Stored data entries

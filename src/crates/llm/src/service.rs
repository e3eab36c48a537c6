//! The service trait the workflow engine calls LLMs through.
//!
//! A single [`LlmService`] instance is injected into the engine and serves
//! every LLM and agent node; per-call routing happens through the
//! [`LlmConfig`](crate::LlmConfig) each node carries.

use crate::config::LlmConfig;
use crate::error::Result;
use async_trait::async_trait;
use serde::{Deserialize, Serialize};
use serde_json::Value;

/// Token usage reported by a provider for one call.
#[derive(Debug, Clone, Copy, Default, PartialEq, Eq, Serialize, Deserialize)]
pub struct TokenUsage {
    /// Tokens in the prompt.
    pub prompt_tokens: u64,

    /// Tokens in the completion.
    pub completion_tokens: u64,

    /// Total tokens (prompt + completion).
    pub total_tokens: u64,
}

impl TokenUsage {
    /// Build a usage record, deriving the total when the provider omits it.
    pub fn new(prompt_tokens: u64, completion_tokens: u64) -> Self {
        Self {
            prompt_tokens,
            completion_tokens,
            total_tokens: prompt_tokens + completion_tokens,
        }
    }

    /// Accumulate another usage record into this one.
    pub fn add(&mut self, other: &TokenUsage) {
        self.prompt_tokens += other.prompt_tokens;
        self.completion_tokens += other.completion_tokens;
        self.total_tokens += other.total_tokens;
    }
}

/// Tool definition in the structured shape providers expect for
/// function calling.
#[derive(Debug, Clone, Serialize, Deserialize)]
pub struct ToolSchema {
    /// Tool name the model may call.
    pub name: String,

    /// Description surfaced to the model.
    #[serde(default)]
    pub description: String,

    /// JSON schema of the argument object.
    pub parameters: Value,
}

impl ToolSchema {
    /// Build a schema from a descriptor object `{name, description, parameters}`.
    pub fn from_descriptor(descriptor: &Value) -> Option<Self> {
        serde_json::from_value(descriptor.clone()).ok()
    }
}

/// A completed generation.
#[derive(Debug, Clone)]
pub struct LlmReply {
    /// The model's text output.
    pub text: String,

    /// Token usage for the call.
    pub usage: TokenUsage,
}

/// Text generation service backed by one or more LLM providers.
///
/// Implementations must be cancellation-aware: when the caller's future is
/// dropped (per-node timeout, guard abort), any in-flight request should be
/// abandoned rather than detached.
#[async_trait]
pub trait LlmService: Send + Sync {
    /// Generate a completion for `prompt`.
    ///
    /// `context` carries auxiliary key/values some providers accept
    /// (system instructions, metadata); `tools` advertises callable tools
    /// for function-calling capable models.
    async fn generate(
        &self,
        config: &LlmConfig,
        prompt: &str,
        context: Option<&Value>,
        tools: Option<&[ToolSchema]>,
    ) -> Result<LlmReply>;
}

--

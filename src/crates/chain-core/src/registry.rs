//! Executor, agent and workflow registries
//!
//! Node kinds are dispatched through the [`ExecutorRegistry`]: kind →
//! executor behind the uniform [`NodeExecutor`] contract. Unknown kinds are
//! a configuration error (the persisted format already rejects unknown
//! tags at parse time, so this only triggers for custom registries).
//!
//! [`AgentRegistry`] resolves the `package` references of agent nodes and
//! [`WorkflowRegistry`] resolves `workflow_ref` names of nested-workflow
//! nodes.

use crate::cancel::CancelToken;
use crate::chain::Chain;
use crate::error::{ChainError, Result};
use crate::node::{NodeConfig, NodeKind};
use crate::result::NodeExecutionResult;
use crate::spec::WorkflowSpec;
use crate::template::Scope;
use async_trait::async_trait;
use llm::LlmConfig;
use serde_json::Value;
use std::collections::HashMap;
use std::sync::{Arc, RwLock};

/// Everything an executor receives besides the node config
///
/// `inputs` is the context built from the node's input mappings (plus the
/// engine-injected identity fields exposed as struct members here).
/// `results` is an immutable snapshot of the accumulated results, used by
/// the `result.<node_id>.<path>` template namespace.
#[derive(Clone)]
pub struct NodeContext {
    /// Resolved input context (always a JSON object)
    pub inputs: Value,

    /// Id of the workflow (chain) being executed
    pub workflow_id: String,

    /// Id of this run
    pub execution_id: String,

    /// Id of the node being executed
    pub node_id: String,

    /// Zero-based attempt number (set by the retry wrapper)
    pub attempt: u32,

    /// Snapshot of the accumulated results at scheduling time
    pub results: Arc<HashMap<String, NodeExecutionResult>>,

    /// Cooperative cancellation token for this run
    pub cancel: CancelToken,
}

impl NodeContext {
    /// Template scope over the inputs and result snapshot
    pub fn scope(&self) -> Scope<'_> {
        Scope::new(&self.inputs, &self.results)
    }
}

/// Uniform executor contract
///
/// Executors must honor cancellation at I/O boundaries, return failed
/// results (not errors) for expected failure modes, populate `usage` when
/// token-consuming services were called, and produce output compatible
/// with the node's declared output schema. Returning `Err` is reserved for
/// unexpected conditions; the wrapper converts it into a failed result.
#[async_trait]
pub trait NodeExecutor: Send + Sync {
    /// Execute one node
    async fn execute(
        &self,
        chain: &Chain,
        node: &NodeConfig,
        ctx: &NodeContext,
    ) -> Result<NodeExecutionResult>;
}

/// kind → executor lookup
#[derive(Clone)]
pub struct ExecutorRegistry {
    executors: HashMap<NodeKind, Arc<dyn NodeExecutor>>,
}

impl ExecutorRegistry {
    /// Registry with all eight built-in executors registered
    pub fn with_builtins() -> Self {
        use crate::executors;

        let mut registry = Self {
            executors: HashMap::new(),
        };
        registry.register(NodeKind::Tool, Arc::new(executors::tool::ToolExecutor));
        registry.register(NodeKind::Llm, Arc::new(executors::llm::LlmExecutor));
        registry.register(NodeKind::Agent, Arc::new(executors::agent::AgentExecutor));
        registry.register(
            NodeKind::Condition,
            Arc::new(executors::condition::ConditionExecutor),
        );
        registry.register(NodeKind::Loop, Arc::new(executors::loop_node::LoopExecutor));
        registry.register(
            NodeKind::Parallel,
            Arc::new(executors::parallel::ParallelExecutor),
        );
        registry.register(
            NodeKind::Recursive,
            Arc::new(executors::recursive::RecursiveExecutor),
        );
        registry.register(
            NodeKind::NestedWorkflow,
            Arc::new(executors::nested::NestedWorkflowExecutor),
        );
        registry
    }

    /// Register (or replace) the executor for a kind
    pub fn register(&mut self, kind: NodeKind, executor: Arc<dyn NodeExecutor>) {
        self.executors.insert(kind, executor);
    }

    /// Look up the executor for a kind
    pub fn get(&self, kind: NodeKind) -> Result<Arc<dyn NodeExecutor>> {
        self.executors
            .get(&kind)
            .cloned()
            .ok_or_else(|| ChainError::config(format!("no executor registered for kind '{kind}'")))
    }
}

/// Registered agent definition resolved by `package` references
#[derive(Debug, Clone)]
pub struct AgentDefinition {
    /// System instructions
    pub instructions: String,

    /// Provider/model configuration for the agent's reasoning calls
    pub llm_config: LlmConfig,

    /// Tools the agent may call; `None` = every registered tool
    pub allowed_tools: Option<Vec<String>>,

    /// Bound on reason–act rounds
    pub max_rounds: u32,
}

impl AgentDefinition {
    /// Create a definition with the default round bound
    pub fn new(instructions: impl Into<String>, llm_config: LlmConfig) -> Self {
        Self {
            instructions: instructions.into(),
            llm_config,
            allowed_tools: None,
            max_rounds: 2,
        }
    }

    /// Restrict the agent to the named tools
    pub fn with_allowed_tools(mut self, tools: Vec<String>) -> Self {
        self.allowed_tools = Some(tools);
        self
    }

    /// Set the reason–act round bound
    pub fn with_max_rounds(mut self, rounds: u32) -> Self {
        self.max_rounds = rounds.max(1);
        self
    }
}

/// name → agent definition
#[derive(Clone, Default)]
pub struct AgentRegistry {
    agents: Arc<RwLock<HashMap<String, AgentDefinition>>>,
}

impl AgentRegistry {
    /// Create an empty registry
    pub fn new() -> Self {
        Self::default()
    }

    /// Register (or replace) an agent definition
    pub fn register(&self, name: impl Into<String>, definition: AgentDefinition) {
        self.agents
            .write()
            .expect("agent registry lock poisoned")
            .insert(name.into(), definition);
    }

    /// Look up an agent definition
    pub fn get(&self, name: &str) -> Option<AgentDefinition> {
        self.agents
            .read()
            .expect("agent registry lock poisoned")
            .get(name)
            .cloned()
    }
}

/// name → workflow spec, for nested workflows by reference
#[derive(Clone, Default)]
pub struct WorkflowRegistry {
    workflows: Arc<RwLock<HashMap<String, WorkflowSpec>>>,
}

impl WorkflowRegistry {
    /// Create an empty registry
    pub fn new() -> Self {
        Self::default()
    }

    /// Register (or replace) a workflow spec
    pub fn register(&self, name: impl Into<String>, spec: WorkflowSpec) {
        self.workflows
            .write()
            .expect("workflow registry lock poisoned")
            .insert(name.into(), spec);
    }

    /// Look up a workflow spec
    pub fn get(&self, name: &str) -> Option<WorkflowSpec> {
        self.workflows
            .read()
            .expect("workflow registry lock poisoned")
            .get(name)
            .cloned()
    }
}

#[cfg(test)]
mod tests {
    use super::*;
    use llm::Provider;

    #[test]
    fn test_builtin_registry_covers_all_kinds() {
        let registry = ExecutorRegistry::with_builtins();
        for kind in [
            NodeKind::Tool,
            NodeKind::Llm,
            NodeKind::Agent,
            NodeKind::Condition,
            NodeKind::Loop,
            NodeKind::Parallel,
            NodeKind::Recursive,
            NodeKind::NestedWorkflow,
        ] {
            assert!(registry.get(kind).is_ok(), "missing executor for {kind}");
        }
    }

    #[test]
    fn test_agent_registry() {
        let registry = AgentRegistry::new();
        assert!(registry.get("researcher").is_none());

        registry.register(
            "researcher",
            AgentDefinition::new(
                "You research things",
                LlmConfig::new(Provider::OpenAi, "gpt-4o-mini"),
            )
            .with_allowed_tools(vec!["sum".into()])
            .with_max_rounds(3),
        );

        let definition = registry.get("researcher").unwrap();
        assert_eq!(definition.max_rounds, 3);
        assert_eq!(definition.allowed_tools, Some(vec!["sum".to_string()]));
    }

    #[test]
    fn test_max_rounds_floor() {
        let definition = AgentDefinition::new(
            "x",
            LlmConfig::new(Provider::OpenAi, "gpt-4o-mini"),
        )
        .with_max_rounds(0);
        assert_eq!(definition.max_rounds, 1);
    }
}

---

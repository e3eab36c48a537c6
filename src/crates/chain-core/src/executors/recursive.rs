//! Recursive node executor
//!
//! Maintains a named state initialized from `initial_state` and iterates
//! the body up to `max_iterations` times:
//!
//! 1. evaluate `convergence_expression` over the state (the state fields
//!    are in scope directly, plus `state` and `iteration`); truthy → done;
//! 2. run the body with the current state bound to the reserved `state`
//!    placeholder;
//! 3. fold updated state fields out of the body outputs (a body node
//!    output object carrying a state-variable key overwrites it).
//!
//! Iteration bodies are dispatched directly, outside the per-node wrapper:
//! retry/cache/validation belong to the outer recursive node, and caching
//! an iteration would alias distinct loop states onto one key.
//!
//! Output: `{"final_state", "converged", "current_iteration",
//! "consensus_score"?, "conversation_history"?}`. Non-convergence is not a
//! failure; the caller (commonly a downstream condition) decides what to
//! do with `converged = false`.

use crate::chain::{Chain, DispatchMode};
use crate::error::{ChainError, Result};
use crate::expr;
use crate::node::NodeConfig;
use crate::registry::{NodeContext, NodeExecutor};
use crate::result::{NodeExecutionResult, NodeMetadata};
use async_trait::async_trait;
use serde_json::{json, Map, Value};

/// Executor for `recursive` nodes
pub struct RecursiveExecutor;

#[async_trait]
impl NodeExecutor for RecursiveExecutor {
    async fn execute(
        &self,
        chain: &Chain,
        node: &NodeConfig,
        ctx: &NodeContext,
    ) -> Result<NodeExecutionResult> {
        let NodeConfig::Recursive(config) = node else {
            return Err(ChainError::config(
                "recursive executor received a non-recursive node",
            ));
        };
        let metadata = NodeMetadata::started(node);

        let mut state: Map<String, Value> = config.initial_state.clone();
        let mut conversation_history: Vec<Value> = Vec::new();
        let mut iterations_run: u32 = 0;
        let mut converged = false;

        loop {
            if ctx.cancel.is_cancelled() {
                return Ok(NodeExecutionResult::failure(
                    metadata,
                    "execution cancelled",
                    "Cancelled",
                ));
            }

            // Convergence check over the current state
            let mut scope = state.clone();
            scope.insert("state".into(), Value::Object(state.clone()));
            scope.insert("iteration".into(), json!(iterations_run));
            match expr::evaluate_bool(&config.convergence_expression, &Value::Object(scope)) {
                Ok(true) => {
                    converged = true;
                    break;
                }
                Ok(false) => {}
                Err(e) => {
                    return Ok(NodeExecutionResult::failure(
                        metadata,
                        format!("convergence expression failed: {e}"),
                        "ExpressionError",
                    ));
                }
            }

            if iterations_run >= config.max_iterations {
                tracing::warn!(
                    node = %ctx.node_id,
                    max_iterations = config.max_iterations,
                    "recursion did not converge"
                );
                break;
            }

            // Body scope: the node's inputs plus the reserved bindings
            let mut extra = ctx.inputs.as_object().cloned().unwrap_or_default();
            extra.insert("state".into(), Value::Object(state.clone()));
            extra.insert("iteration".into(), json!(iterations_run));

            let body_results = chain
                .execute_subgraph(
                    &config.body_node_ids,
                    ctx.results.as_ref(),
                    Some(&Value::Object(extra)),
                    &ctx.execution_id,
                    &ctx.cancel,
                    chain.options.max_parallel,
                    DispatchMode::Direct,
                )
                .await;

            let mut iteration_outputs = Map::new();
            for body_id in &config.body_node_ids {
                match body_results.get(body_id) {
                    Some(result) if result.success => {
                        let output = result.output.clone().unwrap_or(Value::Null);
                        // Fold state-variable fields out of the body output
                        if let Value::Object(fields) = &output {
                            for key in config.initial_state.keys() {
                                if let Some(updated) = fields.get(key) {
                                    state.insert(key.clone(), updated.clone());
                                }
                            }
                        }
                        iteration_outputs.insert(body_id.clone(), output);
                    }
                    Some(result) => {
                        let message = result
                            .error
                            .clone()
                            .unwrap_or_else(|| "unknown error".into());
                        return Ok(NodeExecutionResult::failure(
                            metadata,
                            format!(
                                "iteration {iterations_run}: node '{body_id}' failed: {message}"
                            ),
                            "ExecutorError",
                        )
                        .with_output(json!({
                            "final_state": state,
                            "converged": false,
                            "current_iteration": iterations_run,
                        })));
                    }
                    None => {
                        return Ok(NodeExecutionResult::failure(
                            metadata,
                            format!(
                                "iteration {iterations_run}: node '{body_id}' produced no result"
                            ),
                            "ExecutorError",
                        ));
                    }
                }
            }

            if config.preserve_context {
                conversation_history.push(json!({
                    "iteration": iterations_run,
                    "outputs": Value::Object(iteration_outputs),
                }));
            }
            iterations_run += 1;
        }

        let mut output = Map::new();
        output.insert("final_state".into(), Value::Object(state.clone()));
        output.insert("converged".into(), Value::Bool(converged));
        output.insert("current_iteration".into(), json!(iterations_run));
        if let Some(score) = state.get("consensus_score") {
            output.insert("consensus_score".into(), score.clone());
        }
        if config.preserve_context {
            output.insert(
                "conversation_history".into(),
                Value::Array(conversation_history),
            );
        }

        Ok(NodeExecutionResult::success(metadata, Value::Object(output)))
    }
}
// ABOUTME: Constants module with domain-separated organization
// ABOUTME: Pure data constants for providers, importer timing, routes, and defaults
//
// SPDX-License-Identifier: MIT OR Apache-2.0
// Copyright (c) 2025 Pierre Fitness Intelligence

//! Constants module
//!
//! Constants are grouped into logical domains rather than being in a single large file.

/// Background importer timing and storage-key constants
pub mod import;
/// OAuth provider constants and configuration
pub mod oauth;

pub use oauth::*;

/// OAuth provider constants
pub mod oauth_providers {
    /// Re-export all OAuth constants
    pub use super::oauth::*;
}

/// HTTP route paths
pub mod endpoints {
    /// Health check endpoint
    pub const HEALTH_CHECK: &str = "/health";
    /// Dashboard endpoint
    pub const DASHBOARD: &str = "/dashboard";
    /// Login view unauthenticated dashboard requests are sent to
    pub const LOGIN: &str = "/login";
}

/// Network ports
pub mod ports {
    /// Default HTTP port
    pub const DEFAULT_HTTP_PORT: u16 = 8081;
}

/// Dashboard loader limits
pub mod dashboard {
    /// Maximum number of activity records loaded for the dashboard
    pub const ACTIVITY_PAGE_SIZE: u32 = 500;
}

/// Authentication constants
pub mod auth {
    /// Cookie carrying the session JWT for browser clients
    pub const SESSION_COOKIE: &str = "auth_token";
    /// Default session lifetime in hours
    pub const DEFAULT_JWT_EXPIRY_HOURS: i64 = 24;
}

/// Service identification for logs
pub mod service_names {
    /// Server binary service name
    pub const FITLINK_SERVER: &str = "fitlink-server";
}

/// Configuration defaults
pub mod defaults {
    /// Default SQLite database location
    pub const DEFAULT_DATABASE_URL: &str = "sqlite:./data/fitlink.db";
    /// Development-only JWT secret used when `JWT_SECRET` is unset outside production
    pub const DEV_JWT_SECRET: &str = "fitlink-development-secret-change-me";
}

▶ _PROBLEM STATEMENT_: Filter the entries down to the lines containing "rather". Copy each of those lines.

▶ _ANSWER BOX_:
/// abandoned rather than detached.
//! Constants are grouped into logical domains rather than being in a single large file.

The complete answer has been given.